Dataset entries
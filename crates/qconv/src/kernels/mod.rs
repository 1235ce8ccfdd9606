//! Micro-kernels for the direct groupwise convolution.
//!
//! [`accumulate_rows`] is the dispatch seam: shape-keyed selection between
//! the specialized 3x3/stride-1 variant and the generic fallback. Both are
//! scalar here; an architecture-specific backend (SIMD or generated code)
//! slots in behind the same seam without touching the driver's contract.
//! Correctness never depends on a shape hitting the fast path.

pub(crate) mod scalar;

use std::ops::Range;

use crate::shape::ConvShape;

pub(crate) use scalar::row_offsets_rows;

/// Whether `shape` is served by a specialized micro-kernel rather than the
/// generic fallback.
pub fn has_specialized_kernel(shape: &ConvShape) -> bool {
    shape.kh == 3
        && shape.kw == 3
        && shape.stride_h == 1
        && shape.stride_w == 1
        && shape.pad_top == 1
        && shape.pad_left == 1
        && shape.pad_bottom == 1
        && shape.pad_right == 1
}

/// Accumulates one group's output channels for the `(batch, output-row)`
/// range `rows`, writing into `acc` (indexed local to the range, row
/// stride `OC`).
pub(crate) fn accumulate_rows(
    shape: &ConvShape,
    activations: &[u8],
    a_zero_point: i32,
    packed: &[i8],
    group: usize,
    rows: Range<usize>,
    acc: &mut [i32],
) {
    if has_specialized_kernel(shape) {
        scalar::conv_rows_3x3s1(shape, activations, a_zero_point, packed, group, rows, acc);
    } else {
        scalar::conv_rows_generic(shape, activations, a_zero_point, packed, group, rows, acc);
    }
}
//! Public driver for the quantized groupwise convolution.

use log::debug;
use rayon::prelude::*;

use crate::error::{ConvError, ConvResult};
use crate::kernels;
use crate::packing::PackedWeightMatrix;
use crate::quant::{OutputProcessor, TileBlock};
use crate::shape::{partition_1d, ConvShape};


/// Runs the grouped convolution: one i32 accumulator per
/// `(batch, oh, ow, output channel)`, each group's tile handed to the
/// output processor as soon as it is produced.
///
/// Buffers, all caller-allocated:
/// - `activations`: `[MB, IH, IW, IC]`, length [`ConvShape::input_len`];
/// - `row_offsets`: scratch of length [`ConvShape::row_offsets_len`],
///   required exactly when the processor corrects for weight zero points
///   (pass `None` on the symmetric path and it is never touched);
/// - `out` and `acc`: `[MB, OH, OW, OC]`, length
///   [`ConvShape::output_len`]; `acc` is scratch, `out` receives the
///   processed result.
///
/// Work is partitioned over the flattened `(batch, output-row)` space into
/// `num_threads` contiguous blocks; each worker owns disjoint chunks of
/// `out`, `acc`, and the row-offset scratch, so no synchronization happens
/// during accumulation and the result is invariant to `num_threads`.
/// Threads beyond the number of row blocks do no work.
///
/// All errors are detected before any output is written.
#[allow(clippy::too_many_arguments)]
pub fn groupwise_conv<P: OutputProcessor>(
    shape: &ConvShape,
    activations: &[u8],
    a_zero_point: i32,
    row_offsets: Option<&mut [i32]>,
    packed: &PackedWeightMatrix<'_>,
    out: &mut [P::Out],
    acc: &mut [i32],
    processor: &P,
    num_threads: usize,
) -> ConvResult<()> {
    if num_threads == 0 {
        return Err(ConvError::UnsupportedConfiguration(
            "thread count must be at least 1",
        ));
    }
    if packed.shape() != shape {
        return Err(ConvError::UnsupportedConfiguration(
            "packed weight matrix was built for a different shape",
        ));
    }
    check_len("activations", activations.len(), shape.input_len())?;
    check_len("output buffer", out.len(), shape.output_len())?;
    check_len("accumulator buffer", acc.len(), shape.output_len())?;
    processor.check(shape)?;

    let needs_row_offsets = processor.requires_row_offsets();
    let row_offsets = match row_offsets {
        Some(buf) => {
            check_len("row-offset scratch", buf.len(), shape.row_offsets_len())?;
            Some(buf)
        }
        None if needs_row_offsets => {
            return Err(ConvError::ShapeMismatch {
                what: "row-offset scratch",
                expected: shape.row_offsets_len(),
                actual: 0,
            });
        }
        None => None,
    };

    let total_rows = shape.mb * shape.oh();
    let rows_per_thread = (total_rows + num_threads - 1) / num_threads;
    let chunk = rows_per_thread * shape.ow() * shape.oc;
    let ro_chunk = rows_per_thread * shape.ow();
    debug!(
        "groupwise conv {shape}: {num_threads} thread(s), {} kernel, offsets {}",
        if kernels::has_specialized_kernel(shape) { "3x3s1" } else { "generic" },
        if needs_row_offsets { "on" } else { "off" },
    );

    let out_chunks: Vec<&mut [P::Out]> = out.chunks_mut(chunk).collect();
    let acc_chunks: Vec<&mut [i32]> = acc.chunks_mut(chunk).collect();
    let ro_chunks: Vec<Option<&mut [i32]>> = match row_offsets {
        Some(buf) => buf.chunks_mut(ro_chunk).map(Some).collect(),
        None => (0..out_chunks.len()).map(|_| None).collect(),
    };

    out_chunks
        .into_par_iter()
        .zip(acc_chunks)
        .zip(ro_chunks)
        .enumerate()
        .try_for_each(|(tid, ((out_chunk, acc_chunk), ro_chunk))| {
            let rows = partition_1d(total_rows, tid, num_threads);
            conv_rows(
                shape,
                activations,
                a_zero_point,
                packed,
                rows,
                out_chunk,
                acc_chunk,
                ro_chunk,
                processor,
            )
        })
}

/// One worker's share: accumulate each group over `rows`, fill that
/// group's row offsets if the processor wants them, process the tile.
#[allow(clippy::too_many_arguments)]
fn conv_rows<P: OutputProcessor>(
    shape: &ConvShape,
    activations: &[u8],
    a_zero_point: i32,
    packed: &PackedWeightMatrix<'_>,
    rows: std::ops::Range<usize>,
    out: &mut [P::Out],
    acc: &mut [i32],
    mut row_offsets: Option<&mut [i32]>,
    processor: &P,
) -> ConvResult<()> {
    let positions = rows.len() * shape.ow();
    let oc_per_g = shape.oc_per_group();
    debug_assert_eq!(acc.len(), positions * shape.oc);

    for g in 0..shape.g {
        kernels::accumulate_rows(
            shape,
            activations,
            a_zero_point,
            packed.as_slice(),
            g,
            rows.clone(),
            acc,
        );
        let block = TileBlock {
            row_start: rows.start * shape.ow(),
            rows: positions,
            col_start: g * oc_per_g,
            cols: oc_per_g,
            ld: shape.oc,
        };
        match row_offsets.as_deref_mut() {
            Some(buf) if processor.requires_row_offsets() => {
                kernels::row_offsets_rows(shape, activations, a_zero_point, g, rows.clone(), buf);
                processor.process(out, acc, &block, Some(&buf[..]))?;
            }
            _ => processor.process(out, acc, &block, None)?,
        }
    }
    Ok(())
}

fn check_len(what: &'static str, actual: usize, expected: usize) -> ConvResult<()> {
    if actual != expected {
        return Err(ConvError::ShapeMismatch { what, expected, actual });
    }
    Ok(())
}
//! Quantization granularities and the output processing stages applied to
//! raw accumulator tiles.

use crate::error::{ConvError, ConvResult};
use crate::shape::ConvShape;

/// How many requantization parameter sets one convolution carries.
#[derive(Debug, Clone, Copy, PartialEq, Eq)]
pub enum QuantGranularity {
    /// One multiplier / weight zero point for the whole tensor.
    Tensor,
    /// One per convolution group.
    Group,
    /// One per output channel.
    OutChannel,
}

impl QuantGranularity {
    /// Number of adjacent output columns sharing one multiplier and weight
    /// zero point. The offset engine and the requantization stage must
    /// both index through this divisor or outputs come out wrong.
    pub fn ncols_per_quant_group(&self, shape: &ConvShape) -> usize {
        match self {
            QuantGranularity::Tensor => shape.oc,
            QuantGranularity::Group => shape.oc_per_group(),
            QuantGranularity::OutChannel => 1,
        }
    }

    /// Expected length of the multiplier and weight zero-point arrays.
    pub fn num_quant_groups(&self, shape: &ConvShape) -> usize {
        shape.oc / self.ncols_per_quant_group(shape)
    }
}

/// Coordinates of one accumulator tile handed to an output processor.
///
/// Rows index the flattened `(batch, oh, ow)` output space local to the
/// buffers passed along with the block; columns are global output
/// channels. `ld` is the row stride of both buffers (always `OC`).
#[derive(Debug, Clone, Copy)]
pub struct TileBlock {
    /// First output position of the tile, in global (whole-output) terms.
    pub row_start: usize,
    /// Number of output positions covered.
    pub rows: usize,
    /// First output channel of the tile.
    pub col_start: usize,
    /// Number of output channels covered.
    pub cols: usize,
    /// Row stride of the accumulator and output buffers.
    pub ld: usize,
}

/// One stage of the output pipeline: consume a tile of i32 accumulators,
/// produce final output.
///
/// The kernel calls [`process`](Self::process) once per (row-block, group)
/// tile, immediately after that tile's accumulators are produced. `out`
/// and `acc` cover the same rows with stride `block.ld`; `row_offsets`,
/// when present, holds one per-row activation sum for each of the tile's
/// rows, computed against the tile's group.
pub trait OutputProcessor: Sync {
    type Out: Copy + Send;

    fn process(
        &self,
        out: &mut [Self::Out],
        acc: &[i32],
        block: &TileBlock,
        row_offsets: Option<&[i32]>,
    ) -> ConvResult<()>;

    /// Whether tiles must arrive with per-row activation sums.
    fn requires_row_offsets(&self) -> bool {
        false
    }

    /// Entry-time validation against the shape the kernel will run.
    fn check(&self, _shape: &ConvShape) -> ConvResult<()> {
        Ok(())
    }
}

/// Pass-through stage: copies raw i32 accumulators to the output buffer
/// unchanged, for callers that quantize downstream themselves.
#[derive(Debug, Default, Clone, Copy)]
pub struct PassThrough;

impl OutputProcessor for PassThrough {
    type Out = i32;

    fn process(
        &self,
        out: &mut [i32],
        acc: &[i32],
        block: &TileBlock,
        _row_offsets: Option<&[i32]>,
    ) -> ConvResult<()> {
        for i in 0..block.rows {
            let base = i * block.ld + block.col_start;
            out[base..base + block.cols].copy_from_slice(&acc[base..base + block.cols]);
        }
        Ok(())
    }
}

/// Requantization stage: maps i32 accumulators back to u8, correcting for
/// activation and weight zero points via precomputed column and row
/// offsets.
///
/// For output column `j` with quantization group `q = j / ncols`:
///
/// ```text
/// raw = acc - a_zp * col_offsets[j] - b_zp[q] * row_offset[m] (+ bias[j])
/// out = clamp(round(raw * multiplier[q]) + out_zp, lo, 255)
/// ```
///
/// where each subtraction is skipped when its zero point is zero (the
/// all-symmetric path does no correction arithmetic at all), and `lo` is
/// `out_zp` under fused ReLU, else 0. Rounding is
/// round-half-away-from-zero (`f32::round`).
#[derive(Debug)]
pub struct Requantize<'a> {
    granularity: QuantGranularity,
    multipliers: &'a [f32],
    out_zero_point: i32,
    a_zero_point: i32,
    b_zero_points: &'a [i32],
    col_offsets: Option<&'a [i32]>,
    bias: Option<&'a [i32]>,
    fuse_relu: bool,
    ncols_per_quant_group: usize,
    oc: usize,
}

impl<'a> Requantize<'a> {
    /// Builds a requantization stage, validating every parameter count
    /// against `shape` and `granularity` up front.
    ///
    /// `col_offsets` may only be omitted when the activation zero point is
    /// zero (the term it feeds vanishes); `b_zero_points` must have one
    /// entry per quantization group, zeros meaning symmetric weights.
    #[allow(clippy::too_many_arguments)]
    pub fn new(
        shape: &ConvShape,
        granularity: QuantGranularity,
        multipliers: &'a [f32],
        out_zero_point: i32,
        a_zero_point: i32,
        b_zero_points: &'a [i32],
        col_offsets: Option<&'a [i32]>,
        bias: Option<&'a [i32]>,
    ) -> ConvResult<Self> {
        let quant_groups = granularity.num_quant_groups(shape);
        if b_zero_points.len() != quant_groups {
            return Err(ConvError::InvalidGranularity {
                what: "weight zero points",
                granularity,
                expected: quant_groups,
                actual: b_zero_points.len(),
            });
        }
        if multipliers.len() != quant_groups {
            return Err(ConvError::InvalidGranularity {
                what: "requantization multipliers",
                granularity,
                expected: quant_groups,
                actual: multipliers.len(),
            });
        }
        match col_offsets {
            Some(co) if co.len() != shape.oc => {
                return Err(ConvError::ShapeMismatch {
                    what: "column offsets",
                    expected: shape.oc,
                    actual: co.len(),
                });
            }
            None if a_zero_point != 0 => {
                return Err(ConvError::ShapeMismatch {
                    what: "column offsets (required for nonzero activation zero point)",
                    expected: shape.oc,
                    actual: 0,
                });
            }
            _ => {}
        }
        if let Some(b) = bias {
            if b.len() != shape.oc {
                return Err(ConvError::ShapeMismatch {
                    what: "bias",
                    expected: shape.oc,
                    actual: b.len(),
                });
            }
        }

        Ok(Self {
            granularity,
            multipliers,
            out_zero_point,
            a_zero_point,
            b_zero_points,
            col_offsets,
            bias,
            fuse_relu: false,
            ncols_per_quant_group: granularity.ncols_per_quant_group(shape),
            oc: shape.oc,
        })
    }

    /// Clamp the low end at the output zero point instead of 0, fusing a
    /// ReLU into the requantization.
    pub fn with_relu(mut self) -> Self {
        self.fuse_relu = true;
        self
    }

    pub fn granularity(&self) -> QuantGranularity {
        self.granularity
    }
}

impl OutputProcessor for Requantize<'_> {
    type Out = u8;

    fn process(
        &self,
        out: &mut [u8],
        acc: &[i32],
        block: &TileBlock,
        row_offsets: Option<&[i32]>,
    ) -> ConvResult<()> {
        if self.requires_row_offsets() && row_offsets.is_none() {
            return Err(ConvError::ShapeMismatch {
                what: "row offsets",
                expected: block.rows,
                actual: 0,
            });
        }
        let lo = if self.fuse_relu { self.out_zero_point.max(0) } else { 0 };

        for i in 0..block.rows {
            let base = i * block.ld + block.col_start;
            for j in 0..block.cols {
                let col = block.col_start + j;
                let q = col / self.ncols_per_quant_group;

                let mut raw = acc[base + j];
                if self.a_zero_point != 0 {
                    if let Some(co) = self.col_offsets {
                        raw -= self.a_zero_point * co[col];
                    }
                }
                let b_zp = self.b_zero_points[q];
                if b_zp != 0 {
                    if let Some(ro) = row_offsets {
                        raw -= b_zp * ro[i];
                    }
                }
                if let Some(bias) = self.bias {
                    raw += bias[col];
                }

                let scaled = raw as f32 * self.multipliers[q];
                let rounded = scaled.round() as i32 + self.out_zero_point;
                out[base + j] = rounded.clamp(lo, 255) as u8;
            }
        }
        Ok(())
    }

    fn requires_row_offsets(&self) -> bool {
        self.b_zero_points.iter().any(|&zp| zp != 0)
    }

    fn check(&self, shape: &ConvShape) -> ConvResult<()> {
        // parameters were validated against the construction shape; make
        // sure the kernel is not being run against a different one
        if shape.oc != self.oc
            || self.granularity.ncols_per_quant_group(shape) != self.ncols_per_quant_group
        {
            return Err(ConvError::InvalidGranularity {
                what: "requantization parameters",
                granularity: self.granularity,
                expected: self.granularity.num_quant_groups(shape),
                actual: self.multipliers.len(),
            });
        }
        Ok(())
    }
}
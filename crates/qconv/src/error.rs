//! Error types for the convolution subsystem.

use crate::quant::QuantGranularity;
use thiserror::Error;

/// Errors surfaced by packing, offset computation, and the convolution
/// driver.
///
/// Every variant is a precondition failure detected before any output is
/// written; a partially-computed convolution has no meaningful semantics,
/// so nothing here is retried or recovered mid-kernel.
#[derive(Debug, Clone, PartialEq, Eq, Error)]
pub enum ConvError {
    /// A buffer length disagrees with what the shape descriptor implies.
    #[error("{what}: expected {expected} elements, got {actual}")]
    ShapeMismatch {
        what: &'static str,
        expected: usize,
        actual: usize,
    },

    /// Quantization parameter count inconsistent with the requested
    /// granularity.
    #[error("{what}: {granularity:?} granularity needs {expected} entries, got {actual}")]
    InvalidGranularity {
        what: &'static str,
        granularity: QuantGranularity,
        expected: usize,
        actual: usize,
    },

    /// A dispatch or threading request the kernel cannot honor.
    #[error("unsupported configuration: {0}")]
    UnsupportedConfiguration(&'static str),
}

/// Result alias for this crate.
pub type ConvResult<T> = Result<T, ConvError>;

DESCRIPTION OF THE TASK
Which lines run from the one holding "pub fn ncols_per_quant_group(&self, shape: &ConvShape)" through the one holding "are global output" in the records above? Repeat them exactly, both included, and nothing more.

RESPONSE FOR THIS EXERCISE
    pub fn ncols_per_quant_group(&self, shape: &ConvShape) -> usize {
        match self {
            QuantGranularity::Tensor => shape.oc,
            QuantGranularity::Group => shape.oc_per_group(),
            QuantGranularity::OutChannel => 1,
        }
    }

    /// Expected length of the multiplier and weight zero-point arrays.
    pub fn num_quant_groups(&self, shape: &ConvShape) -> usize {
        shape.oc / self.ncols_per_quant_group(shape)
    }
}

/// Coordinates of one accumulator tile handed to an output processor.
///
/// Rows index the flattened `(batch, oh, ow)` output space local to the
/// buffers passed along with the block; columns are global output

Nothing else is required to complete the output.